1. Welcome to NoFap! We have disabled new forum accounts from being registered for the time being. In the meantime, you can join our weekly accountability groups.
    Dismiss Notice

anyone wish they had PIED?

Discussion in 'Porn Addiction' started by cleaningupmyact, Sep 18, 2022.

  1. cleaningupmyact

    cleaningupmyact Fapstronaut

    265
    306
    63
    its kinda crazy, but i kinda do.
    Ive been such a horrible addict for so long and have had way too much success hiding it, even from people I date.

    of course, it destroys me and my life, but i still can hide it. I wish I had even more problems cause then i think id have to stop. i want to stop. ugh.
     
    +TenPercent likes this.
  2. from2003

    from2003 Fapstronaut

    Bro, you can recover now also no matter what was your mentality was maybe because of horniness but bro now you should look further steps about how it will impact on your love ones. Stay strong
     
  3. OhWhenThe

    OhWhenThe Fapstronaut

    1,175
    1,826
    143
    Even with PIED you'll still want to look at porn, the physical aspect might no longer be there but the mental one remains.
     
    Wuugazi32 and desmond318 like this.
  4. from2003

    from2003 Fapstronaut

    Yesssss for sure
     
  5. the_correct_wolf

    the_correct_wolf Fapstronaut

    58
    52
    18
    @cleaningupmyact just look at how many posts there are of guys who experience PIED and still struggle. You have to decide when you’ve had enough and when you’re ready to turn your life around. This also sounds like some cliché minimisation: “I’m not as bad as that guy so…”. The locus of control is within you, not some specific set of consequences. Take your power back! Best of luck to you!
     
    wayneking259 and stepitup like this.
  6. I totally get this.
     
  7. wayneking259

    wayneking259 Fapstronaut

    This is so true.

    I've struggled with PIED, and have thought to myself on many occasions, "how is this not enough to motivate me to quit full-stop?". Would I be better off if I lost my job and all my personal relationships? Would that be the rock-bottom that I need to descend to in order to finally beat this addiction?

    Obviously not.... There is no rock-bottom. Things could always be worse, and it's up to you when you're going to turn your life around. Don't wait for motivation.

    I've found that being grateful for what I do have is a lot more conducive to living a fulfilling and enjoyable life, with or without the porn addiction.

    I do understand where OP is coming from. It's easy to get lost in the search for motivation, and "negative" motivation can be really powerful. But when I have those types of thoughts, same as the OP is expressing, it's important to recognize that motivation, whether positive or negative, isn't really what makes the difference. It might be really strong in the moment, and there are some people who can rely on it for a long time, but I've found that motivation does not actually equate to success, or even fewer mistakes.

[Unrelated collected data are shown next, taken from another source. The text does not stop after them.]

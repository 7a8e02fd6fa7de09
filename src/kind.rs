use std::fmt;
use std::str::FromStr;

#[cfg(feature = "serde")]
use serde_crate::{Deserialize, Serialize};

use crate::error::Error;

/// Family of coefficient penalty
///
/// Selects the penalty term of the held-out cost and the policy used to rank influential
/// features.
#[cfg_attr(
    feature = "serde",
    derive(Serialize, Deserialize),
    serde(crate = "serde_crate")
)]
#[derive(Debug, Clone, Copy, PartialEq, Eq, Hash)]
pub enum RegressionKind {
    /// L2 penalty, shrinks coefficients smoothly towards zero
    Ridge,
    /// L1 penalty, drives coefficients exactly to zero
    Lasso,
}

impl fmt::Display for RegressionKind {
    fn fmt(&self, f: &mut fmt::Formatter) -> fmt::Result {
        match self {
            RegressionKind::Ridge => write!(f, "ridge"),
            RegressionKind::Lasso => write!(f, "lasso"),
        }
    }
}

impl FromStr for RegressionKind {
    type Err = Error;

    fn from_str(s: &str) -> Result<Self, Self::Err> {
        match s.to_ascii_lowercase().as_str() {
            "ridge" | "l2" => Ok(RegressionKind::Ridge),
            "lasso" | "l1" => Ok(RegressionKind::Lasso),
            other => Err(Error::InvalidArgument(format!(
                "unknown regression kind `{}`",
                other
            ))),
        }
    }
}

    It's your own choice to develop, accepting that there will be times when you don't feel like it, but you continue on anyway. That goes well beyond motivation.
     
    new socks likes this.
  8. the_correct_wolf

    the_correct_wolf Fapstronaut

    58
    52
    18
    Right, the rock bottom thing is kind of a myth. Or I misinterpreted it at least. The insight comes from people who have recovered. From their perspective there is a clear point where their suffering was at its worst and they make a commitment and follow through. Hindsight is always on the money, as the saying goes…

    I think for me this expectation just caused more problems. I got the impression that there was no real chance of recovery until you find your rock bottom, and that once you do recovery will come easy. That’s not gonna happen. The longer you wait the more ingrained the patterns will become, the more fed up everyone around you will get, the more all the consequences will build up.

    I know that I am prone to feeling helpless and not being able to put in the time and effort consistently and for long enough and this idea has given me more justification for that. “I failed so I must not be ready, just haven’t hit my rock bottom”.

    I think what I would take from this now is that you should expect to fail, be ready for it! Progress won’t be constant. There will be times when it’s all overwhelming and you can’t make much progress, learn to rest and treat yourself with compassion. There will be times when stress is high and your subconscious takes over, leading you back to your bad habits, learn to identify your weaknesses and limitations so you can avoid these situations in the future. After you find yourself re-engaging with these behaviours, don’t view it as a failure and allow yourself to continue, view it as a part of the process and get back on track as soon as you can. I have wasted years of my life and my wife’s life because I didn’t get fully involved with my recovery work again after a setback. I deeply regret this and I don’t want anyone else to have to experience it.